The possibility of US military action remains high. Indeed, these indictments make that possibility even greater. In December 1989, the United States invaded Panama under the pretense it was arresting its president Manuel Noriega on drug charges. The real intent of the invasion, which left thousands of Panamanian dead and wounded, was to prevent the imminent transfer of the Panama Canal from the US to Panama. Besides the obvious illegality of the invasion itself, there is the greater legal question of what right the US had to arrest and seize the official of another nation on its territory for violating US laws. The US has somewhat answered that question numerous times in the wake of 9-11, kidnapping and rendering dozens of alleged terrorists. Even then, those arrestees were not leaders and officials of another nation. It seems apparent that the inclusion of narco-terrorism charges is partially intended to justify any potential kidnapping of Mr. Maduro or any other of the indicted as being legitimate. The hypocrisy of this charge is laid bare in the negotiations with insurgents in Afghanistan—many who are definitely considered both terrorists and drug traffickers by most law enforcement agencies around the world.

In 1989 during the invasion of Panama, very few members of the antiwar movement spoke out. This was during a period when that movement was quite strong in relation to what little there is of today’s antiwar movement. Their objections were similar to the qualifications made by many progressives and leftists whose opposition to US interference in Venezuela is lukewarm at best. That silence from the antiwar forces in 1989 lit up the hopes of then President George HW Bush (who got away with running a cocaine-for-guns network during the US-sponsored Contra wars in Nicaragua earlier in the decade) and was certainly part of his thinking when less than a year later he began sending hundreds of thousands of US troops to the Middle East in preparation for the January 16, 1991 invasion of Iraq. The US has been invading, occupying and otherwise killing and destroying in other countries nonstop ever since then.

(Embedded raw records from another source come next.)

//! Arbitration protocols for the dining philosophers resource-sharing problem.
//!
//! A ring of `R` workers ("philosophers") shares `R` mutually-exclusive resources
//! ("forks"). Worker `i` needs fork `i` and fork `(i + 1) % R` to eat. Two
//! interchangeable arbiters are provided:
//!
//! * [`probe::ProbeArbiter`] tries each fork without blocking, releases on partial
//!   acquisition and retries after a randomized backoff.
//! * [`state_vector::StateVectorArbiter`] keeps a shared state vector behind one
//!   mutex and grants the eating transition from a centralized admission test,
//!   waking the hungry worker through its private admission gate.
//!
//! Every worker runs on its own thread until the shared deadline and accumulates
//! how long it spent thinking, hungry and eating. The two arbiters account for the
//! hungry time differently (see [`timing::HungryAccounting`]).
//!
//! # Example
//!
//! ```rust,no_run
//! use std::{sync::Arc, time::Duration};
//!
//! use dining_arbiter::{Variant, config::SimulationConfig, simulation::Simulation, sink::MemorySink};
//!
//! let mut config = SimulationConfig::new();
//! config.workers(4).run_duration(Duration::from_millis(500)).seed(Some(7));
//!
//! let sink = Arc::new(MemorySink::new());
//! let simulation = Simulation::new(config, sink.clone()).unwrap();
//! let report = simulation.run(Variant::StateVector).unwrap();
//!
//! for worker in &report.workers {
//!     println!("{worker}");
//! }
//! ```

#![cfg_attr(feature = "fail-on-warnings", deny(warnings))]
#![warn(clippy::all, clippy::pedantic, clippy::nursery, clippy::cargo)]
#![allow(clippy::multiple_crate_versions)]

use serde::{Deserialize, Serialize};
use strum_macros::{AsRefStr, EnumString};

pub mod clock;
pub mod config;
pub mod fork;
pub mod interrupt;
pub mod probe;
pub mod report;
pub mod ring;
pub mod simulation;
pub mod sink;
pub mod state_vector;
pub mod table;
pub mod timing;

pub use ring::{ResourceId, WorkerId};

/// Which arbitration protocol drives the workers.
#[derive(
    Debug,
    Clone,
    Copy,
    PartialEq,
    Eq,
    Hash,
    Serialize,
    Deserialize,
    EnumString,
    AsRefStr,
    strum_macros::Display,
)]
#[serde(rename_all = "kebab-case")]
#[strum(serialize_all = "kebab-case")]
pub enum Variant {
    /// Non-blocking fork probing with randomized backoff.
    ProbeAndBackoff,
    /// Shared state vector with a centralized admission test.
    StateVector,
}

impl Variant {
    /// Both variants, in the order the binary runs them.
    pub const ALL: [Self; 2] = [Self::ProbeAndBackoff, Self::StateVector];
}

One can object to my argument that these charges are just another pretext for potential military action against Venezuela. However, let me remind you that the US has proven over and over again that it not only needs very little reason to attack another nation it considers a threat to its hegemony. Indeed, Washington has lied more than once in order to do so. I find it difficult to believe that these indictments are anything but another such lie. Even if the prosecutors in this case could prove conspiracy—a charge that is speculative and subjective as any charge can possibly be—cocaine would still be coming into the United States like it has for decades. This is because drug trafficking prosecutions are not about ending drug trafficking, but about controlling who does the trafficking and who makes the money. Honest drug cops know this and fight it every day. The rest of them either ignore it or take a cut of that money for themselves. Governments aren’t much different. Some, like that of the United States, actively engage in the drug trade, using the profits to fund illegal wars and subvert legitimate governments it dislikes. The indictments of Maduro and some of his staff are but another chapter in this decades long tale.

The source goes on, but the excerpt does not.